The aim of this study is first to understand the impulse propagation in myelinated nerve fibres considering the Ranvier nodes as nonlinear portions and the myelin sheath as linear portions. The second aim is to extend the results of the analysis to the propagation of front waves in electrical transmission lines with alternated linear and nonlinear portions. Particular attention is paid on the effects of the components of the linear portion on the profile and velocity of the wave.

Reutsky et al. (2003) presented a model of action potential propagation in myelinated nerve fibres. This model combines the single-cable formulation of Goldman and Albus (1968) with a basic representation of the ephaptic interaction among the fibres. The loss of the myelin sheath along tracts of central axons is observed in multi sclerosis, the most common demyelinating disease of central nervous system in humans (Smith et al., 1999). It has been experimentally demonstrated that demyelinated axons may become hyperexcitable and acquire the property of spontaneously generating trains of spurious impulses (Baker et al., 1992; Russell, 1982). The effects of demyelination and remyelination will be analyzed in this paper ant its equivalent for electrical lines is the variation of electrical components of the linear portions.

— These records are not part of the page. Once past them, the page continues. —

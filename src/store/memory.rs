//! In-Memory Store Module
//!
//! Reference backends keeping entries in process memory, partitioned by
//! namespace. Expired entries are dropped when read; there is no eviction.

use std::collections::HashMap;
use std::sync::Arc;

use async_trait::async_trait;
use chrono::Duration;
use parking_lot::Mutex;
use tokio::sync::RwLock;
use tracing::debug;

use crate::key::split_key;
use crate::store::{BlockingStore, Store, StoreEntry, StoreStats};

// == Cache Store ==
/// Namespaced entry map shared by the in-memory backends.
#[derive(Debug, Default)]
pub struct CacheStore {
    /// Entries keyed by namespace, then by the key remainder
    namespaces: HashMap<String, HashMap<String, StoreEntry>>,
    /// Lookup statistics
    stats: StoreStats,
}

impl CacheStore {
    pub fn new() -> Self {
        Self::default()
    }

    // == Get ==
    /// Returns the live value for a key.
    ///
    /// An expired entry is removed and reported as absent.
    pub fn get(&mut self, key: &str) -> Option<String> {
        let (namespace, rest) = split_key(key);
        let Some(entries) = self.namespaces.get_mut(namespace) else {
            self.stats.record_miss();
            return None;
        };

        match entries.get(rest) {
            Some(entry) if entry.is_expired() => {
                entries.remove(rest);
                if entries.is_empty() {
                    self.namespaces.remove(namespace);
                }
                self.stats.record_expiration();
                None
            }
            Some(entry) => {
                let value = entry.value.clone();
                self.stats.record_hit();
                Some(value)
            }
            None => {
                self.stats.record_miss();
                None
            }
        }
    }

    // == Set ==
    /// Stores a value, replacing any previous entry and its expiry.
    pub fn set(&mut self, key: &str, value: String, ttl: Duration) {
        let (namespace, rest) = split_key(key);
        self.namespaces
            .entry(namespace.to_string())
            .or_default()
            .insert(rest.to_string(), StoreEntry::new(value, ttl));
    }

    // == Clear ==
    /// Drops a whole namespace and returns how many entries it held.
    pub fn clear(&mut self, namespace: &str) -> usize {
        self.namespaces
            .remove(namespace)
            .map_or(0, |entries| entries.len())
    }

    // == Stats ==
    /// Returns current statistics.
    pub fn stats(&self) -> StoreStats {
        let mut stats = self.stats.clone();
        stats.set_total_entries(self.len());
        stats
    }

    // == Length ==
    /// Entries held across all namespaces, including not yet collected expired ones.
    pub fn len(&self) -> usize {
        self.namespaces.values().map(HashMap::len).sum()
    }

    pub fn is_empty(&self) -> bool {
        self.namespaces.is_empty()
    }

    /// Namespaces currently holding entries, sorted.
    pub fn namespaces(&self) -> Vec<String> {
        let mut names: Vec<String> = self.namespaces.keys().cloned().collect();
        names.sort();
        names
    }
}

// == In-Memory Store ==
/// Async reference store over a shared [`CacheStore`].
#[derive(Debug, Clone, Default)]
pub struct InMemoryStore {
    inner: Arc<RwLock<CacheStore>>,
}

impl InMemoryStore {
    pub fn new() -> Self {
        Self::default()
    }

    pub async fn stats(&self) -> StoreStats {
        self.inner.read().await.stats()
    }

    pub async fn len(&self) -> usize {
        self.inner.read().await.len()
    }

    pub async fn is_empty(&self) -> bool {
        self.inner.read().await.is_empty()
    }
}

#[async_trait]
impl Store for InMemoryStore {
    async fn get(&self, key: &str) -> anyhow::Result<Option<String>> {
        // Expiry removes the entry, so reads take the write lock.
        let value = self.inner.write().await.get(key);
        debug!(key, hit = value.is_some(), "Store get");
        Ok(value)
    }

    async fn set(&self, key: &str, value: String, ttl: Duration) -> anyhow::Result<()> {
        self.inner.write().await.set(key, value, ttl);
        debug!(key, ttl_ms = ttl.num_milliseconds(), "Store set");
        Ok(())
    }

    async fn clear(&self, namespace: &str) -> anyhow::Result<()> {
        let removed = self.inner.write().await.clear(namespace);
        debug!(namespace, removed, "Store clear");
        Ok(())
    }
}

// == Sync In-Memory Store ==
/// Blocking reference store over a [`CacheStore`].
#[derive(Debug, Default)]
pub struct SyncInMemoryStore {
    inner: Mutex<CacheStore>,
}

impl SyncInMemoryStore {
    pub fn new() -> Self {
        Self::default()
    }

    pub fn stats(&self) -> StoreStats {
        self.inner.lock().stats()
    }

    pub fn len(&self) -> usize {
        self.inner.lock().len()
    }

    pub fn is_empty(&self) -> bool {
        self.inner.lock().is_empty()
    }
}

impl BlockingStore for SyncInMemoryStore {
    fn get(&self, key: &str) -> anyhow::Result<Option<String>> {
        let value = self.inner.lock().get(key);
        debug!(key, hit = value.is_some(), "Store get");
        Ok(value)
    }

    fn set(&self, key: &str, value: String, ttl: Duration) -> anyhow::Result<()> {
        self.inner.lock().set(key, value, ttl);
        debug!(key, ttl_ms = ttl.num_milliseconds(), "Store set");
        Ok(())
    }

    fn clear(&self, namespace: &str) -> anyhow::Result<()> {
        let removed = self.inner.lock().clear(namespace);
        debug!(namespace, removed, "Store clear");
        Ok(())
    }
}

// == Unit Tests ==
#[cfg(test)]
mod tests {
    use super::*;
    use std::thread::sleep;

    fn minute() -> Duration {
        Duration::seconds(60)
    }

    #[test]
    fn test_store_set_and_get() {
        let mut store = CacheStore::new();

        store.set("default:abc", "1".to_string(), minute());

        assert_eq!(store.get("default:abc"), Some("1".to_string()));
        assert_eq!(store.len(), 1);
        assert_eq!(store.namespaces(), vec!["default".to_string()]);
    }

    #[test]
    fn test_store_get_nonexistent() {
        let mut store = CacheStore::new();
        assert_eq!(store.get("default:missing"), None);
        assert_eq!(store.stats().misses, 1);
    }

    #[test]
    fn test_store_overwrite() {
        let mut store = CacheStore::new();

        store.set("ns:key", "1".to_string(), minute());
        store.set("ns:key", "2".to_string(), minute());

        assert_eq!(store.get("ns:key"), Some("2".to_string()));
        assert_eq!(store.len(), 1);
    }

    #[test]
    fn test_key_without_namespace_uses_default() {
        let mut store = CacheStore::new();

        store.set("plain", "1".to_string(), minute());

        assert_eq!(store.namespaces(), vec!["default".to_string()]);
        assert_eq!(store.get("default:plain"), Some("1".to_string()));
    }

    #[test]
    fn test_split_on_first_colon_only() {
        let mut store = CacheStore::new();

        store.set("ns:a:b", "1".to_string(), minute());

        assert_eq!(store.namespaces(), vec!["ns".to_string()]);
        assert_eq!(store.get("ns:a:b"), Some("1".to_string()));
        assert_eq!(store.get("ns:a"), None);
    }

    #[test]
    fn test_store_ttl_expiration() {
        let mut store = CacheStore::new();

        store.set("ns:key", "1".to_string(), Duration::milliseconds(50));
        assert!(store.get("ns:key").is_some());

        sleep(std::time::Duration::from_millis(80));

        assert_eq!(store.get("ns:key"), None);
        assert!(store.is_empty());
        assert_eq!(store.stats().expirations, 1);
    }

    #[test]
    fn test_negative_ttl_is_absent_immediately() {
        let mut store = CacheStore::new();

        store.set("ns:key", "1".to_string(), Duration::seconds(-1));

        assert_eq!(store.get("ns:key"), None);
    }

    #[test]
    fn test_clear_namespace() {
        let mut store = CacheStore::new();

        store.set("a:1", "1".to_string(), minute());
        store.set("a:2", "2".to_string(), minute());
        store.set("b:1", "3".to_string(), minute());

        assert_eq!(store.clear("a"), 2);
        assert_eq!(store.get("a:1"), None);
        assert_eq!(store.get("b:1"), Some("3".to_string()));
    }

    #[test]
    fn test_clear_unknown_namespace_is_noop() {
        let mut store = CacheStore::new();
        assert_eq!(store.clear("nothing"), 0);
        assert_eq!(store.clear("nothing"), 0);
    }

    #[test]
    fn test_store_stats() {
        let mut store = CacheStore::new();

        store.set("ns:key", "1".to_string(), minute());
        store.get("ns:key");
        store.get("ns:other");

        let stats = store.stats();
        assert_eq!(stats.hits, 1);
        assert_eq!(stats.misses, 1);
        assert_eq!(stats.total_entries, 1);
    }

    #[tokio::test]
    async fn test_in_memory_store_round_trip() {
        let store = InMemoryStore::new();

        store.set("ns:key", "\"v\"".to_string(), minute()).await.unwrap();
        assert_eq!(store.get("ns:key").await.unwrap(), Some("\"v\"".to_string()));

        store.clear("ns").await.unwrap();
        assert_eq!(store.get("ns:key").await.unwrap(), None);
        assert!(store.is_empty().await);
        assert_eq!(store.stats().await.hits, 1);
    }

    #[tokio::test]
    async fn test_in_memory_store_clones_share_state() {
        let store = InMemoryStore::new();
        let clone = store.clone();

        store.set("ns:key", "1".to_string(), minute()).await.unwrap();

        assert_eq!(clone.get("ns:key").await.unwrap(), Some("1".to_string()));
        assert_eq!(clone.len().await, 1);
    }

    #[test]
    fn test_sync_in_memory_store() {
        let store = SyncInMemoryStore::new();

        store.set("ns:key", "1".to_string(), minute()).unwrap();
        assert_eq!(store.get("ns:key").unwrap(), Some("1".to_string()));
        store.clear("ns").unwrap();
        store.clear("ns").unwrap();
        assert!(store.is_empty());
        assert_eq!(store.len(), 0);
    }
}
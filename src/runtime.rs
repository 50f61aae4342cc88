//! Runtime Bridge Module
//!
//! Drives a future to completion for a synchronous caller, whether or not a
//! tokio runtime is already running on the current thread.

use std::future::Future;
use std::panic;
use std::thread;

use tokio::runtime::{Builder, Handle, RuntimeFlavor};
use tokio::task;

use crate::error::Result;

// == Block On ==
/// Runs `future` to completion and returns its output.
///
/// - No runtime on this thread: a private current-thread runtime is built.
/// - Inside a multi-thread runtime: the worker is handed over with
///   `block_in_place` and the future is driven on the existing runtime.
/// - Inside a current-thread runtime: that runtime cannot be re-entered, so
///   the future runs on a scoped helper thread with its own runtime.
pub fn block_on<F>(future: F) -> Result<F::Output>
where
    F: Future + Send,
    F::Output: Send,
{
    let Ok(handle) = Handle::try_current() else {
        return run_private(future);
    };

    match handle.runtime_flavor() {
        RuntimeFlavor::MultiThread => Ok(task::block_in_place(|| handle.block_on(future))),
        _ => run_on_helper_thread(future),
    }
}

fn run_private<F: Future>(future: F) -> Result<F::Output> {
    let runtime = Builder::new_current_thread().enable_all().build()?;
    Ok(runtime.block_on(future))
}

fn run_on_helper_thread<F>(future: F) -> Result<F::Output>
where
    F: Future + Send,
    F::Output: Send,
{
    thread::scope(|scope| {
        let helper = scope.spawn(move || run_private(future));
        match helper.join() {
            Ok(output) => output,
            Err(payload) => panic::resume_unwind(payload),
        }
    })
}

#[cfg(test)]
mod tests {
    use super::*;
    use std::time::Duration;

    async fn slow_double(n: u32) -> u32 {
        tokio::time::sleep(Duration::from_millis(5)).await;
        n * 2
    }

    #[test]
    fn test_block_on_without_runtime() {
        assert_eq!(block_on(slow_double(2)).unwrap(), 4);
    }

    #[tokio::test(flavor = "multi_thread", worker_threads = 2)]
    async fn test_block_on_inside_multi_thread_runtime() {
        assert_eq!(block_on(slow_double(3)).unwrap(), 6);
    }

    #[tokio::test]
    async fn test_block_on_inside_current_thread_runtime() {
        assert_eq!(block_on(slow_double(4)).unwrap(), 8);
    }

    #[test]
    fn test_nested_block_on() {
        let outer = block_on(async { block_on(slow_double(5)).unwrap() + 1 }).unwrap();
        assert_eq!(outer, 11);
    }

    #[test]
    #[should_panic(expected = "boom")]
    fn test_panic_propagates_from_helper_thread() {
        let runtime = Builder::new_current_thread().enable_all().build().unwrap();
        runtime.block_on(async {
            let _ = block_on(async { panic!("boom") });
        });
    }
}
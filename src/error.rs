//! Error types for the memoization layer
//!
//! Provides unified error handling using thiserror.

use thiserror::Error;

// == Codec Error Enum ==
/// Failures raised while turning values into wire text and back.
#[derive(Error, Debug)]
pub enum CodecError {
    /// No encoder is registered for the value's runtime type
    #[error("Encoder not implemented for type {type_name}")]
    UnknownEncoder { type_name: String },

    /// A tag in the serialized stream has no registered decoder
    #[error("Decoder \"{0}\" not registered")]
    UnknownDecoder(String),

    /// A tagged payload does not have the shape its decoder expects
    #[error("Invalid payload for \"{tag}\": {reason}")]
    InvalidPayload { tag: String, reason: String },

    /// NaN and infinities have no JSON representation
    #[error("Non-finite float {0} cannot be encoded")]
    NonFiniteFloat(f64),

    /// A decoded value could not be converted to the requested Rust type
    #[error("Expected {expected}, found {found}")]
    UnexpectedValue { expected: &'static str, found: String },

    /// The text is not valid JSON
    #[error("Malformed JSON: {0}")]
    Json(#[from] serde_json::Error),
}

impl CodecError {
    pub(crate) fn invalid_payload(tag: &str, reason: impl Into<String>) -> Self {
        CodecError::InvalidPayload {
            tag: tag.to_string(),
            reason: reason.into(),
        }
    }
}

// == Registry Error Enum ==
/// A registration attempt that is structurally invalid.
#[derive(Error, Debug, PartialEq, Eq)]
pub enum RegistryError {
    /// Tags must be non-empty lowercase words
    #[error("Invalid tag \"{0}\": tags must be non-empty and contain only [a-z0-9_]")]
    InvalidTag(String),

    /// The candidate has no encode direction
    #[error("Serializer \"{0}\" is not valid: it must implement encode")]
    MissingEncoder(String),

    /// The candidate has no decode direction
    #[error("Serializer \"{0}\" is not valid: it must implement decode")]
    MissingDecoder(String),

    /// The tag already decodes to a different type
    #[error("Tag \"{tag}\" is already registered for {existing}")]
    TagConflict { tag: String, existing: String },
}

// == Cache Error Enum ==
/// Unified error type for memoized and invalidating calls.
#[derive(Error, Debug)]
pub enum CacheError {
    /// Encoding or decoding the result failed
    #[error("Codec error: {0}")]
    Codec(#[from] CodecError),

    /// A custom key generator failed
    #[error("Key generation failed: {0}")]
    KeyGeneration(#[source] anyhow::Error),

    /// The store failed to answer a lookup
    #[error("Store error: {0}")]
    Store(#[source] anyhow::Error),

    /// The wrapped computation failed
    #[error("Function error: {0}")]
    Function(#[source] anyhow::Error),

    /// Namespaces must be non-empty and free of ':'
    #[error("Invalid namespace: {0:?}")]
    InvalidNamespace(String),

    /// A runtime could not be started for a blocking caller
    #[error("Runtime error: {0}")]
    Runtime(#[from] std::io::Error),
}

// == Result Type Alias ==
/// Convenience Result type for cache calls.
pub type Result<T> = std::result::Result<T, CacheError>;

#[cfg(test)]
mod tests {
    use super::*;

    #[test]
    fn test_unknown_decoder_message_names_tag() {
        let err = CodecError::UnknownDecoder("unknown".to_string());
        assert_eq!(err.to_string(), "Decoder \"unknown\" not registered");
    }

    #[test]
    fn test_codec_error_converts_into_cache_error() {
        let err: CacheError = CodecError::NonFiniteFloat(f64::NAN).into();
        assert!(matches!(err, CacheError::Codec(CodecError::NonFiniteFloat(_))));
    }
}
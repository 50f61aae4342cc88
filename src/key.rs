//! Key Module
//!
//! Derives `<namespace>:<digest>` cache keys from a function identity and
//! its arguments.
//!
//! The default digest is the first 128 bits of a SHA-256 over the compact
//! codec encoding of `[[module, name], positional, [[kw, value], ...]]`,
//! with `[type, ...]` appended in typed mode. Keyword arguments are kept
//! sorted by name, so the digest is stable across runs.

use std::collections::BTreeMap;
use std::fmt;

use async_trait::async_trait;
use serde_json::Value as Json;
use sha2::{Digest, Sha256};

use crate::codec::{Codec, ToValue, Value};
use crate::error::{CacheError, CodecError, Result};

/// Namespace used when none is given, and for keys without a `:`.
pub const DEFAULT_NAMESPACE: &str = "default";

/// Digest length in bytes before hex encoding.
const DIGEST_BYTES: usize = 16;

// == Function Identity ==
/// Stable identity of a memoized function.
#[derive(Debug, Clone, PartialEq, Eq, Hash)]
pub struct FunctionId {
    pub module: String,
    pub name: String,
}

impl FunctionId {
    pub fn new(module: impl Into<String>, name: impl Into<String>) -> Self {
        Self {
            module: module.into(),
            name: name.into(),
        }
    }
}

impl fmt::Display for FunctionId {
    fn fmt(&self, f: &mut fmt::Formatter<'_>) -> fmt::Result {
        write!(f, "{}::{}", self.module, self.name)
    }
}

/// Builds a [`FunctionId`] for `name` in the calling module.
#[macro_export]
macro_rules! function_id {
    ($name:expr) => {
        $crate::FunctionId::new(::std::module_path!(), $name)
    };
}

// == Arguments ==
/// Positional and keyword arguments of one call.
#[derive(Debug, Clone, Default, PartialEq)]
pub struct Args {
    positional: Vec<Value>,
    keywords: BTreeMap<String, Value>,
}

impl Args {
    pub fn new() -> Self {
        Self::default()
    }

    /// Appends a positional argument.
    pub fn arg(mut self, value: impl ToValue) -> Self {
        self.positional.push(value.to_value());
        self
    }

    /// Sets a keyword argument, replacing an earlier one of the same name.
    pub fn kwarg(mut self, name: impl Into<String>, value: impl ToValue) -> Self {
        self.keywords.insert(name.into(), value.to_value());
        self
    }

    pub fn positional(&self) -> &[Value] {
        &self.positional
    }

    /// Keyword arguments in name order.
    pub fn keywords(&self) -> &BTreeMap<String, Value> {
        &self.keywords
    }

    pub fn is_empty(&self) -> bool {
        self.positional.is_empty() && self.keywords.is_empty()
    }

    /// Every argument value, positional first, then keywords by name.
    pub fn values(&self) -> impl Iterator<Item = &Value> {
        self.positional.iter().chain(self.keywords.values())
    }
}

// == Key Generator ==
/// Replaces the default digest; the namespace is still prepended.
///
/// Any `Fn(bool, &FunctionId, &Args) -> String` closure is a key generator.
#[async_trait]
pub trait KeyGenerator: Send + Sync {
    async fn generate(&self, typed: bool, func: &FunctionId, args: &Args)
        -> anyhow::Result<String>;
}

#[async_trait]
impl<F> KeyGenerator for F
where
    F: Fn(bool, &FunctionId, &Args) -> String + Send + Sync,
{
    async fn generate(
        &self,
        typed: bool,
        func: &FunctionId,
        args: &Args,
    ) -> anyhow::Result<String> {
        Ok(self(typed, func, args))
    }
}

// == Derivation ==
/// Derives the full cache key for a call.
pub async fn derive_key(
    namespace: &str,
    keygen: Option<&dyn KeyGenerator>,
    typed: bool,
    func: &FunctionId,
    args: &Args,
    codec: &Codec,
) -> Result<String> {
    let digest = match keygen {
        Some(keygen) => keygen
            .generate(typed, func, args)
            .await
            .map_err(CacheError::KeyGeneration)?,
        None => default_digest(typed, func, args, codec)?,
    };
    Ok(format!("{namespace}:{digest}"))
}

/// The built-in digest: 32 lowercase hex characters.
pub fn default_digest(
    typed: bool,
    func: &FunctionId,
    args: &Args,
    codec: &Codec,
) -> std::result::Result<String, CodecError> {
    let prepare = |value: &Value| -> std::result::Result<Json, CodecError> {
        if typed {
            codec.to_json(value)
        } else {
            codec.to_json(&collapse_integral_floats(value.clone()))
        }
    };

    let positional = args
        .positional
        .iter()
        .map(prepare)
        .collect::<std::result::Result<Vec<_>, _>>()?;
    let keywords = args
        .keywords
        .iter()
        .map(|(name, value)| -> std::result::Result<Json, CodecError> {
            Ok(Json::Array(vec![Json::String(name.clone()), prepare(value)?]))
        })
        .collect::<std::result::Result<Vec<_>, _>>()?;

    let mut material = vec![
        Json::Array(vec![
            Json::String(func.module.clone()),
            Json::String(func.name.clone()),
        ]),
        Json::Array(positional),
        Json::Array(keywords),
    ];
    if typed {
        material.push(Json::Array(
            args.values()
                .map(|value| Json::String(value.type_name().to_string()))
                .collect(),
        ));
    }

    let text = serde_json::to_string(&Json::Array(material))?;
    let hash = Sha256::digest(text.as_bytes());
    Ok(hex::encode(&hash[..DIGEST_BYTES]))
}

/// Rewrites finite integral floats as ints so `1` and `1.0` share a key.
fn collapse_integral_floats(value: Value) -> Value {
    // Beyond 2^63 an f64 no longer converts exactly.
    const LIMIT: f64 = 9_223_372_036_854_775_808.0;

    match value {
        Value::Float(f) if f.is_finite() && f.fract() == 0.0 && f.abs() < LIMIT => {
            Value::Int(f as i64)
        }
        Value::List(items) => Value::List(items.into_iter().map(collapse_integral_floats).collect()),
        Value::Map(map) => Value::Map(
            map.into_iter()
                .map(|(key, item)| (key, collapse_integral_floats(item)))
                .collect(),
        ),
        Value::Set(items) => Value::set(items.into_iter().map(collapse_integral_floats)),
        Value::FrozenSet(items) => {
            Value::frozen_set(items.into_iter().map(collapse_integral_floats))
        }
        Value::Deque { items, maxlen } => {
            Value::deque(items.into_iter().map(collapse_integral_floats), maxlen)
        }
        other => other,
    }
}

/// Splits a key on its first `:` into `(namespace, remainder)`.
///
/// A key without `:` belongs to [`DEFAULT_NAMESPACE`].
pub fn split_key(key: &str) -> (&str, &str) {
    key.split_once(':').unwrap_or((DEFAULT_NAMESPACE, key))
}
//! Store Statistics Module
//!
//! Tracks lookups served by a reference store.

use serde::Serialize;

// == Store Stats ==
/// Counters for a reference store.
#[derive(Debug, Clone, Default, Serialize)]
pub struct StoreStats {
    /// Lookups that found a live entry
    pub hits: u64,
    /// Lookups that found nothing or an expired entry
    pub misses: u64,
    /// Expired entries dropped on read
    pub expirations: u64,
    /// Entries currently held, across all namespaces
    pub total_entries: usize,
}

impl StoreStats {
    pub fn new() -> Self {
        Self::default()
    }

    // == Hit Rate ==
    /// Returns hits / (hits + misses), or 0.0 if nothing was looked up.
    pub fn hit_rate(&self) -> f64 {
        let total = self.hits + self.misses;
        if total == 0 {
            0.0
        } else {
            self.hits as f64 / total as f64
        }
    }

    pub fn record_hit(&mut self) {
        self.hits += 1;
    }

    pub fn record_miss(&mut self) {
        self.misses += 1;
    }

    /// An expired read counts as a miss too.
    pub fn record_expiration(&mut self) {
        self.expirations += 1;
        self.misses += 1;
    }

    pub fn set_total_entries(&mut self, count: usize) {
        self.total_entries = count;
    }
}

// == Unit Tests ==
#[cfg(test)]
mod tests {
    use super::*;

    #[test]
    fn test_stats_new() {
        let stats = StoreStats::new();
        assert_eq!(stats.hits, 0);
        assert_eq!(stats.misses, 0);
        assert_eq!(stats.expirations, 0);
        assert_eq!(stats.total_entries, 0);
        assert_eq!(stats.hit_rate(), 0.0);
    }

    #[test]
    fn test_hit_rate_mixed() {
        let mut stats = StoreStats::new();
        stats.record_hit();
        stats.record_miss();
        assert_eq!(stats.hit_rate(), 0.5);
    }

    #[test]
    fn test_expiration_counts_as_miss() {
        let mut stats = StoreStats::new();
        stats.record_expiration();
        assert_eq!(stats.expirations, 1);
        assert_eq!(stats.misses, 1);
        assert_eq!(stats.hit_rate(), 0.0);
    }

    #[test]
    fn test_stats_serialize() {
        let mut stats = StoreStats::new();
        stats.record_hit();
        stats.set_total_entries(3);
        let json = serde_json::to_string(&stats).unwrap();
        assert_eq!(
            json,
            r#"{"hits":1,"misses":0,"expirations":0,"total_entries":3}"#
        );
    }
}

The next section presents the propagation of impulses in myelinated nerve fibres. The propagation equations are derived and the numerical investigations are carried out in the case of constant electrical components and that of variable electric components. The effects of the disruption of the myelin sheath on the conduction velocity are analyzed. The suggestion of this model as electrical transmission lines with alternated linear and nonlinear portions is discussed. The conclusion appears in the last section.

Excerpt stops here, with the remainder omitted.